Among the tons of cp questions I have not found anything about this difference in behaviour (tested on Ubuntu 18.04). Sorry for the lost post, but the setting is a bit complex.
Case 1: This is the expected behaviour
Given the following folder
source
file1.cpp
file2.cpp
after running this script
#!/bin/bash
cp -r source/ target/
I do get this result
source # same as above, plus a copy in "target"
file1.cpp
file2.cpp
target
file1.cpp
file2.cpp
Case 2: Using the same script, source folder exists and is empty in the target folder
Here there is one additional, empty folder
source
file1.cpp
file2.cpp
target
source
and run the same script
#!/bin/bash
cp -r source/ target/
which gives me a different, undesired result
source # same as above, plus a copy in "target"
file1.cpp
file2.cpp
target
source
file1.cpp
file2.cpp
Normal Solution for Case1 and Case2
cp -r source/ target/ # works only for Case 1
cp -r source/* target/ # works only for Case 2
Used in the wrong case, one will cause an error, the other yield the wrong result which can be very confusing. This means for each copy action I must check if the target folder exists and use a different command. That is very cumbersome but I am not aware of a more simple solution.
Unresolved situation for Case2
However, the problem I have is this one: When I use variables for the source and target my script looks like this
#!/bin/bash
SOURCE="source"
TARGET="target"
if [ -d "$TARGET" ]; then
cp -r $SOURCE $TARGET
else
cp -r $SOURCE/* $TARGET # note "$SOURCE/*" would fail.
fi
and I have a $SOURCE path with spaces.
SOURCE="source code"
Since I can not use quotations for the source variable, this causes two 'directory not found errors'.
How can I solve this for Case2?
EDIT
To clarify the problem a bit more. This
SOURCE="source"
cp -r "$SOURCE/*" $TARGET
fails with the error "cannot stat source/: No such file or directory". I think that means that bash can not replace the / with the file list and cp gets this as a file literal. A file or folder with the name "source/*" obviously does not exist. But maybe I am thinking too simple and what bash does is different.
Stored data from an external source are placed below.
impl OverlayManager {
    /// Manager with default configuration and no animations.
    pub fn new(renderer: impl Renderer + 'static) -> Self {
        Self::builder(renderer).build()
    }

    pub fn builder(renderer: impl Renderer + 'static) -> OverlayManagerBuilder {
        OverlayManagerBuilder::new(Arc::new(renderer))
    }

    fn lock(&self) -> MutexGuard<'_, StackState> {
        self.shared.state.lock().unwrap_or_else(|e| e.into_inner())
    }

    pub(crate) fn downgrade(&self) -> WeakManager {
        WeakManager(Arc::downgrade(&self.shared))
    }

    // =========================================================================
    // Open / close
    // =========================================================================

    /// Open an overlay.
    ///
    /// Opening a modal while another one is active starts the other one's
    /// close before this one enters.
    pub fn open(&self, descriptor: OverlayDescriptor) -> Result<OverlayHandle, OverlayError> {
        descriptor.validate()?;
        let content = descriptor
            .content_provider()
            .cloned()
            .ok_or_else(|| OverlayError::invalid("missing content provider"))?;

        let descriptor = Arc::new(descriptor);
        let instance = OverlayInstance::new(descriptor.clone());
        let id = instance.id;
        let kind = instance.kind();
        let properties = instance.properties.clone();
        let handle = OverlayHandle::new(&instance, self.downgrade());

        let superseded = {
            let mut state = self.lock();
            state.instances.insert(id, instance);
            let superseded = match kind {
                OverlayKind::Modal => state.active_modal.replace(id),
                OverlayKind::Popover => {
                    state.open_popovers.push(id);
                    None
                }
            };
            state.bridge.acquire(self.downgrade());
            superseded
        };

        log::debug!("opening {} {}", kind, id);

        if let Some(previous) = superseded.filter(|previous| *previous != id) {
            log::debug!("{} supersedes modal {}", id, previous);
            if let Err(e) = self.close(previous) {
                log::debug!("superseded modal already gone: {}", e);
            }
        }

        let mounted = self.shared.renderer.mount(&MountRequest {
            overlay: id,
            kind,
            content: &content,
            properties: &properties,
            slots: descriptor.slots(),
        });

        let tracked = {
            let mut state = self.lock();
            match state.instances.get_mut(&id) {
                Some(instance) => {
                    instance.mounted = Some(mounted.clone());
                    true
                }
                None => false,
            }
        };

        if !tracked {
            // Forgotten while the renderer ran
            self.shared.renderer.unmount(&mounted);
            return Ok(handle);
        }

        let completion = self.play(Phase::Enter, &mounted);
        self.await_phase(id, Phase::Enter, completion);

        Ok(handle)
    }

    /// Close an overlay.
    ///
    /// Closing an overlay that is already leaving does nothing. Closing one
    /// that is still entering is remembered and applied once it has entered.
    pub fn close(&self, id: OverlayId) -> Result<(), OverlayError> {
        let request = {
            let mut state = self.lock();
            let instance = state
                .instances
                .get_mut(&id)
                .ok_or(OverlayError::UnknownOverlay(id))?;
            instance.lifecycle.request_close()
        };

        match request {
            CloseRequest::Begin => self.leave(id),
            CloseRequest::Buffered => log::debug!("close of {} buffered until entered", id),
            CloseRequest::AlreadyClosing => log::trace!("{} is already closing", id),
        }

        Ok(())
    }

    /// Close the active modal, then every popover in insertion order.
    pub fn close_all(&self) {
        let ids: Vec<OverlayId> = {
            let state = self.lock();
            state
                .active_modal
                .iter()
                .chain(state.open_popovers.iter())
                .copied()
                .collect()
        };

        for id in ids {
            if let Err(e) = self.close(id) {
                log::debug!("close_all: {}", e);
            }
        }
    }

    // =========================================================================
    // Transitions
    // =========================================================================

    fn play(&self, phase: Phase, mounted: &MountedContent) -> Completion {
        if self.shared.config.reduce_motion {
            return Completion::immediate();
        }

        match phase {
            Phase::Enter => self.shared.animator.play_enter(mounted),
            Phase::Exit => self.shared.animator.play_exit(mounted),
        }
    }

    fn grace_for(&self, id: OverlayId) -> Duration {
        self.lock()
            .instances
            .get(&id)
            .and_then(|instance| instance.descriptor.overlay_options().transition_timeout)
            .unwrap_or(self.shared.config.transition_timeout)
    }

    /// Advance `id` once `completion` resolves or its grace period runs out.
    fn await_phase(&self, id: OverlayId, phase: Phase, completion: Completion) {
        if completion.is_immediate() {
            self.complete_phase(id, phase);
            return;
        }

        let grace = self.grace_for(id);
        let manager = self.downgrade();
        tokio::spawn(async move {
            match wait_for(completion, grace).await {
                CompletionOutcome::Fired => {}
                CompletionOutcome::Dropped => {
                    log::warn!("{} animation of {} dropped its signal, advancing", phase, id);
                }
                CompletionOutcome::TimedOut => {
                    log::warn!(
                        "{} animation of {} timed out after {:?}, advancing",
                        phase,
                        id,
                        grace
                    );
                }
            }

            if let Some(manager) = manager.upgrade() {
                manager.complete_phase(id, phase);
            }
        });
    }

    fn complete_phase(&self, id: OverlayId, phase: Phase) {
        match phase {
            Phase::Enter => self.on_entered(id),
            Phase::Exit => self.on_left(id),
        }
    }

    fn on_entered(&self, id: OverlayId) {
        let outcome = {
            let mut state = self.lock();
            let blocked_by = state.older_modal(id);
            let Some(instance) = state.instances.get_mut(&id) else {
                return;
            };
            if let Some(previous) = blocked_by {
                log::debug!(
                    "{} entered, waiting for {} to leave (close pending: {})",
                    id,
                    previous,
                    instance.lifecycle.close_pending()
                );
                instance.entered = true;
                return;
            }
            instance.entered = false;
            let outcome = instance.lifecycle.enter_complete();
            if outcome == EnterOutcome::Visible {
                instance.armed_at = lantern_dom::next_sequence();
            }
            outcome
        };

        match outcome {
            EnterOutcome::Visible => {
                log::debug!("{} visible", id);
                self.schedule_enrollment(id);
            }
            EnterOutcome::ReplayClose => {
                log::debug!("{} entered with a buffered close", id);
                self.leave(id);
            }
            EnterOutcome::Stale => {}
        }
    }

    /// Start the exit of an instance that just moved to Leaving.
    fn leave(&self, id: OverlayId) {
        let mounted = {
            let mut state = self.lock();
            if state.active_modal == Some(id) {
                state.active_modal = None;
            }
            let Some(instance) = state.instances.get_mut(&id) else {
                return;
            };
            instance.enrolled = false;
            instance.mounted.clone()
        };

        log::debug!("{} leaving", id);

        let completion = match &mounted {
            Some(mounted) => self.play(Phase::Exit, mounted),
            None => Completion::immediate(),
        };
        self.await_phase(id, Phase::Exit, completion);
    }

    fn on_left(&self, id: OverlayId) {
        let mounted = {
            let mut state = self.lock();
            let Some(instance) = state.instances.get_mut(&id) else {
                return;
            };
            if instance.state() != OverlayState::Leaving {
                return;
            }
            instance.mounted.take()
        };

        if let Some(mounted) = mounted {
            self.shared.renderer.unmount(&mounted);
        }

        let mut state = self.lock();
        let destroyed = state
            .instances
            .get_mut(&id)
            .is_some_and(|instance| instance.lifecycle.leave_complete());
        if !destroyed {
            return;
        }

        state.instances.remove(&id);
        state.open_popovers.retain(|popover| *popover != id);
        if state.active_modal == Some(id) {
            state.active_modal = None;
        }
        state.bridge.release();
        log::debug!("{} destroyed", id);

        // Modals that finished entering while an older one was still leaving
        let mut waiting: Vec<OverlayId> = state
            .instances
            .values()
            .filter(|instance| instance.entered)
            .map(|instance| instance.id)
            .collect();
        waiting.sort();
        drop(state);

        for successor in waiting {
            self.on_entered(successor);
        }
    }

    /// Enroll `id` with the bridge one scheduling turn after it became visible.
    fn schedule_enrollment(&self, id: OverlayId) {
        let manager = self.downgrade();
        tokio::spawn(async move {
            tokio::task::yield_now().await;
            if let Some(manager) = manager.upgrade() {
                manager.enroll(id);
            }
        });
    }

    fn enroll(&self, id: OverlayId) {
        let mut state = self.lock();
        if let Some(instance) = state.instances.get_mut(&id) {
            if instance.state() == OverlayState::Visible {
                instance.enrolled = true;
                log::trace!("{} enrolled with document bridge", id);
            }
        }
    }

    // =========================================================================
    // Bridge callbacks
    // =========================================================================

    pub(crate) fn on_dismiss_signal(&self, signal: DismissSignal) {
        let targets = {
            let state = self.lock();
            let (modal, popovers) = state.bridge_targets();
            dismiss_targets(signal, modal.as_ref(), &popovers)
        };

        if !targets.is_empty() {
            log::debug!("{:?} closes {} overlay(s)", signal, targets.len());
        }
        self.close_each(targets);
    }

    pub(crate) fn on_interaction(&self, event: &Event) {
        let targets = {
            let state = self.lock();
            let (modal, popovers) = state.bridge_targets();
            interaction_targets(event, modal.as_ref(), &popovers)
        };

        if !targets.is_empty() {
            log::debug!("{:?} dismisses {} overlay(s)", event.kind, targets.len());
        }
        self.close_each(targets);
    }

    fn close_each(&self, ids: Vec<OverlayId>) {
        for id in ids {
            if let Err(e) = self.close(id) {
                log::debug!("dismiss skipped: {}", e);
            }
        }
    }

    // =========================================================================
    // Interaction
    // =========================================================================

    /// Deliver a DOM event into overlay content, then let it bubble on to the
    /// document (the signal hub).
    pub fn dispatch_event(&self, event: &Event) -> DispatchOutcome {
        let targets = self.lock().delegation_targets();
        let outcome = dispatch::dispatch(event, &targets, &self.downgrade());
        self.shared.hub.interaction(event.clone());
        outcome
    }

    // =========================================================================
    // Queries
    // =========================================================================

    /// State of a tracked overlay. `None` once destroyed.
    pub fn state(&self, id: OverlayId) -> Option<OverlayState> {
        self.lock().instances.get(&id).map(OverlayInstance::state)
    }

    pub fn contains(&self, id: OverlayId) -> bool {
        self.lock().instances.contains_key(&id)
    }

    pub fn active_modal(&self) -> Option<OverlayId> {
        self.lock().active_modal
    }

    /// Tracked popovers in the order they were opened.
    pub fn open_popovers(&self) -> Vec<OverlayId> {
        self.lock().open_popovers.clone()
    }

    /// Anchors of a mounted overlay.
    pub fn mounted(&self, id: OverlayId) -> Option<MountedContent> {
        self.lock()
            .instances
            .get(&id)
            .and_then(|instance| instance.mounted.clone())
    }

    /// Whether the bridge currently routes signals to `id`.
    pub fn is_enrolled(&self, id: OverlayId) -> bool {
        self.lock()
            .instances
            .get(&id)
            .is_some_and(|instance| instance.enrolled)
    }

    /// Number of tracked overlays.
    pub fn len(&self) -> usize {
        self.lock().instances.len()
    }

    pub fn is_empty(&self) -> bool {
        self.lock().instances.is_empty()
    }

    /// Whether the document listeners are installed.
    pub fn is_listening(&self) -> bool {
        self.lock().bridge.is_listening()
    }

    pub fn bridge_registrations(&self) -> usize {
        self.lock().bridge.registrations()
    }

    pub fn hub(&self) -> &SignalHub {
        &self.shared.hub
    }

    pub fn config(&self) -> &ManagerConfig {
        &self.shared.config
    }
}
Although your main issue concerns the cp
command there is also something I would like to say about your try. So lets get it step by step.
cp
behaviourThe cp
command behaves differently when the target folder contains a folder with the same name than the source folder. This behaviour is intended but can be avoided using the -T
option according to man.
Here you can find an extended explanation of the -T
option.
Thus, you can just execute:
cp -rT source/ target/
In your try you mention issues when handling paths using spaces. Although with the previous solution you don't need a custom script, I want to highlight that variables with paths containing spaces require all accesses to be double-quoted. The variable content must be double-quoted, not the star (since you want the globstar to expand, not to be taken literally). Hence, your previous script would look like this:
#!/bin/bash
SOURCE=${1:-"source"}
TARGET=${2:-"target"}
if [ -d "$TARGET" ]; then
cp -r "$SOURCE" "$TARGET"
else
cp -r "$SOURCE"/* "$TARGET" # note "$SOURCE/*" would fail.